**Aim of the exercise:** Look over the entries that follow and work out how many lines contain "plus". State the number only.

**Data for processing:**
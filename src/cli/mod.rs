//! Command-line interface module

use clap::Parser;

/// TCP Load Harness - concurrent connection probes with latency metrics
#[derive(Parser, Debug, Clone)]
#[command(name = "tcp-load-harness")]
#[command(version, about, long_about = None)]
pub struct Cli {
    /// Target address as "host:port" or bare "host" (default port 2323)
    #[arg(short = 'H', long)]
    pub host: Option<String>,

    /// Number of concurrent simulated clients
    #[arg(short, long, default_value_t = crate::defaults::DEFAULT_CLIENT_COUNT)]
    pub clients: u32,

    /// Connect-plus-read timeout in seconds
    #[arg(short, long, default_value_t = crate::defaults::DEFAULT_CONNECT_TIMEOUT.as_secs())]
    pub timeout: u64,

    /// Minimum inter-probe wait in milliseconds
    #[arg(long, default_value_t = crate::defaults::DEFAULT_MIN_WAIT.as_millis() as u64)]
    pub min_wait: u64,

    /// Maximum inter-probe wait in milliseconds
    #[arg(long, default_value_t = crate::defaults::DEFAULT_MAX_WAIT.as_millis() as u64)]
    pub max_wait: u64,

    /// Stop after this many seconds (runs until Ctrl-C when omitted)
    #[arg(short, long)]
    pub run_time: Option<u64>,

    /// Print an example .env file and exit
    #[arg(long)]
    pub env_example: bool,

    /// Disable colored output
    #[arg(long)]
    pub no_color: bool,

    /// Enable verbose output
    #[arg(long)]
    pub verbose: bool,

    /// Enable debug output
    #[arg(long)]
    pub debug: bool,
}

impl Cli {
    /// Validate CLI arguments for conflicts and requirements
    pub fn validate(&self) -> Result<(), String> {
        if self.clients == 0 {
            return Err("Client count must be greater than 0".to_string());
        }

        if self.min_wait > self.max_wait {
            return Err(format!(
                "--min-wait ({}) cannot exceed --max-wait ({})",
                self.min_wait, self.max_wait
            ));
        }

        if let Some(host) = &self.host {
            if host.trim().is_empty() {
                return Err("--host cannot be empty".to_string());
            }
        }

        Ok(())
    }

    /// Get configuration summary for display
    pub fn get_config_summary(&self) -> String {
        let mut summary = String::new();

        summary.push_str("Configuration Summary:\n");
        if let Some(host) = &self.host {
            summary.push_str(&format!("  Target: {}\n", host));
        }
        summary.push_str(&format!("  Clients: {}\n", self.clients));
        summary.push_str(&format!("  Timeout: {}s\n", self.timeout));
        summary.push_str(&format!(
            "  Wait interval: {}ms - {}ms\n",
            self.min_wait, self.max_wait
        ));
        if let Some(run_time) = self.run_time {
            summary.push_str(&format!("  Run time: {}s\n", run_time));
        }
        summary.push_str(&format!("  Verbose mode: {}\n", self.verbose));
        summary.push_str(&format!("  Debug mode: {}\n", self.debug));

        summary
    }
}

#[cfg(test)]
mod tests {
    use super::*;

    #[test]
    fn test_defaults() {
        let cli = Cli::parse_from(["tlh"]);
        assert_eq!(cli.clients, 10);
        assert_eq!(cli.timeout, 5);
        assert_eq!(cli.min_wait, 1000);
        assert_eq!(cli.max_wait, 3000);
        assert!(cli.host.is_none());
        assert!(cli.validate().is_ok());
    }

    #[test]
    fn test_host_flag() {
        let cli = Cli::parse_from(["tlh", "--host", "localhost:2323"]);
        assert_eq!(cli.host.as_deref(), Some("localhost:2323"));
    }

    #[test]
    fn test_inverted_wait_interval_rejected() {
        let cli = Cli::parse_from(["tlh", "--min-wait", "5000", "--max-wait", "100"]);
        assert!(cli.validate().is_err());
    }

    #[test]
    fn test_zero_clients_rejected() {
        let cli = Cli::parse_from(["tlh", "--clients", "0"]);
        assert!(cli.validate().is_err());
    }

    #[test]
    fn test_env_example_flag() {
        let cli = Cli::parse_from(["tlh", "--env-example"]);
        assert!(cli.env_example);
        assert!(cli.validate().is_ok());
    }

    #[test]
    fn test_config_summary_contains_values() {
        let cli = Cli::parse_from(["tlh", "--host", "example.com", "--run-time", "30"]);
        let summary = cli.get_config_summary();
        assert!(summary.contains("Target: example.com"));
        assert!(summary.contains("Run time: 30s"));
    }
}
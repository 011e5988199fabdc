//! Randomized inter-probe pacing

use crate::types::{AppError, Result};
use rand::Rng;
use std::time::Duration;

/// Uniform random delay drawn from a closed `[min, max]` interval.
///
/// Each simulated client samples one delay after every probe, so
/// consecutive probes from the same client never overlap.
#[derive(Debug, Clone, Copy)]
pub struct Pacing {
    min: Duration,
    max: Duration,
}

impl Pacing {
    /// Create a pacing interval, rejecting an inverted range
    pub fn new(min: Duration, max: Duration) -> Result<Self> {
        if min > max {
            return Err(AppError::config(format!(
                "Pacing interval is inverted: min {}ms > max {}ms",
                min.as_millis(),
                max.as_millis()
            )));
        }
        Ok(Self { min, max })
    }

    pub fn min(&self) -> Duration {
        self.min
    }

    pub fn max(&self) -> Duration {
        self.max
    }

    /// Draw one delay uniformly from the interval
    pub fn sample(&self) -> Duration {
        if self.min == self.max {
            return self.min;
        }
        let millis = rand::thread_rng().gen_range(self.min.as_millis()..=self.max.as_millis());
        Duration::from_millis(millis as u64)
    }
}

#[cfg(test)]
mod tests {
    use super::*;

    #[test]
    fn test_inverted_interval_rejected() {
        let result = Pacing::new(Duration::from_millis(300), Duration::from_millis(100));
        assert!(result.is_err());
    }

    #[test]
    fn test_degenerate_interval_always_returns_min() {
        let pacing = Pacing::new(Duration::from_millis(50), Duration::from_millis(50)).unwrap();
        for _ in 0..10 {
            assert_eq!(pacing.sample(), Duration::from_millis(50));
        }
    }

    #[test]
    fn test_samples_fall_within_interval() {
        let min = Duration::from_millis(100);
        let max = Duration::from_millis(300);
        let pacing = Pacing::new(min, max).unwrap();

        for _ in 0..1000 {
            let delay = pacing.sample();
            assert!(delay >= min, "delay {:?} below minimum", delay);
            assert!(delay <= max, "delay {:?} above maximum", delay);
        }
    }

    #[test]
    fn test_samples_cover_the_interval() {
        let pacing = Pacing::new(Duration::from_millis(0), Duration::from_millis(10)).unwrap();
        let mut seen = std::collections::HashSet::new();
        for _ in 0..500 {
            seen.insert(pacing.sample().as_millis());
        }
        // A uniform draw over 11 values should hit more than a couple
        assert!(seen.len() > 3, "only {} distinct delays sampled", seen.len());
    }
}
//! Environment file handling

use crate::error::{AppError, Result};

/// Environment variable names recognized by the harness
pub const ENV_VARS: &[&str] = &[
    "TARGET_ADDRESS",
    "CLIENT_COUNT",
    "CONNECT_TIMEOUT_SECS",
    "MIN_WAIT_MS",
    "MAX_WAIT_MS",
    "ENABLE_COLOR",
];

/// Loads and validates `.env` configuration
pub struct EnvManager;

impl EnvManager {
    /// Load the `.env` file from the working directory if present.
    /// A missing file is not an error; a malformed one is.
    pub fn load_env_file(debug: bool) -> Result<()> {
        match dotenv::dotenv() {
            Ok(path) => {
                if debug {
                    println!("Loaded environment from {}", path.display());
                }
                Ok(())
            }
            Err(dotenv::Error::Io(_)) => Ok(()),
            Err(e) => Err(AppError::config(format!("Failed to load .env file: {}", e))),
        }
    }

    /// Validate a single environment variable value before it is merged
    pub fn validate_env_var(name: &str, value: &str) -> Result<()> {
        match name {
            "TARGET_ADDRESS" => {
                if value.trim().is_empty() {
                    return Err(AppError::validation("TARGET_ADDRESS cannot be empty"));
                }
            }
            "CLIENT_COUNT" => {
                let count: u32 = value.parse().map_err(|_| {
                    AppError::validation(format!("CLIENT_COUNT must be an integer, got '{}'", value))
                })?;
                if count == 0 || count > 10_000 {
                    return Err(AppError::validation("CLIENT_COUNT must be in 1-10000"));
                }
            }
            "CONNECT_TIMEOUT_SECS" => {
                let secs: u64 = value.parse().map_err(|_| {
                    AppError::validation(format!(
                        "CONNECT_TIMEOUT_SECS must be an integer, got '{}'",
                        value
                    ))
                })?;
                if secs == 0 || secs > 300 {
                    return Err(AppError::validation("CONNECT_TIMEOUT_SECS must be in 1-300"));
                }
            }
            "MIN_WAIT_MS" | "MAX_WAIT_MS" => {
                value.parse::<u64>().map_err(|_| {
                    AppError::validation(format!("{} must be an integer, got '{}'", name, value))
                })?;
            }
            "ENABLE_COLOR" => {
                value.parse::<bool>().map_err(|_| {
                    AppError::validation(format!(
                        "ENABLE_COLOR must be true or false, got '{}'",
                        value
                    ))
                })?;
            }
            _ => {}
        }
        Ok(())
    }

    /// Read one recognized environment variable, validating its value
    /// before it is handed to the configuration merge
    pub fn validated_var(name: &str) -> Result<Option<String>> {
        match std::env::var(name) {
            Ok(value) => {
                Self::validate_env_var(name, &value)?;
                Ok(Some(value))
            }
            Err(_) => Ok(None),
        }
    }

    /// Example `.env` content, printed by `--env-example` for first-run
    /// setup
    pub fn create_example_env_content() -> String {
        [
            "# TCP Load Harness Configuration",
            "#",
            "# Target server as \"host:port\"; bare \"host\" uses port 2323",
            "TARGET_ADDRESS=localhost:2323",
            "# Concurrent simulated clients (1-10000)",
            "CLIENT_COUNT=10",
            "# Connect-plus-read bound in seconds (1-300)",
            "CONNECT_TIMEOUT_SECS=5",
            "# Inter-probe pacing interval in milliseconds",
            "MIN_WAIT_MS=1000",
            "MAX_WAIT_MS=3000",
            "# Colored terminal output",
            "ENABLE_COLOR=true",
            "",
        ]
        .join("\n")
    }
}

**Task answer:** 2